怪我をする前の時間まで体を巻き戻してその状態で固定、本来起きたことをねじ曲げて何もなかったという事象を引き起こす魔法。
巻き戻すまでは出来る人はいるんだけどそれを固定するのが滅茶苦茶難しい。感覚としては、巻き戻す行為が『眼を瞑ったまま針に糸を通す』って感じで、固定する行為が『その糸で服を縫う』くらいの難易度。
巻き戻すことは何度もやっていれば成功することもあるけど、それでちゃんとした服を短時間で縫うのは無理に等しい。

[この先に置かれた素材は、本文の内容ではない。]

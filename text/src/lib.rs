//! Text storage and edit planning for Wren
//!
//! This crate owns the canonical text of a document and decides what an edit
//! request actually does before anything is mutated. It knows nothing about
//! highlighting or rendering; the `wren` crate drives it.
//!
//! The key components are:
//! - [`buffer::Buffer`] - Character-addressed text with a caret
//! - [`pairs::DelimiterPairs`] - The process-wide opening/closing delimiter table
//! - [`pairs::PairPolicy`] - Turns insert/remove requests into concrete edits
//! - [`offset`] - Conversions between character and byte offsets

pub mod buffer;
pub mod offset;
pub mod pairs;

pub use buffer::Buffer;
pub use pairs::{DelimiterPairs, InsertPlan, PairPolicy, RemovePlan, DELIMITER_PAIRS};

でもこれをブランさんは使った。一番後遺症が残らないからって理由もあるだろうけど、それほどまでゼインさんの怪我が酷かったんだろう。
でも、だからって。
「自分の足を無くすまでして治しきる必要はないじゃないですか……」
ブランさんが使った相互変換魔法の話はエルヴィンから聞いた。エルヴィンは自分の書庫にあったのがいけないんだって自分を責めてたけど、悪いのはエルヴィンじゃない。
無茶をしたこの人が悪い。
僕が到着したとき、ゼインさんの怪我は完治していた。怪我したことすらなかったことになっていた。
だけどそこまで完璧に治すには魔力が足りないのは気づけたはずなのに。
「なんでいつも無茶するんですか……バカ」
本人を背中に背負っているのに、どこか存在を遠くに感じた。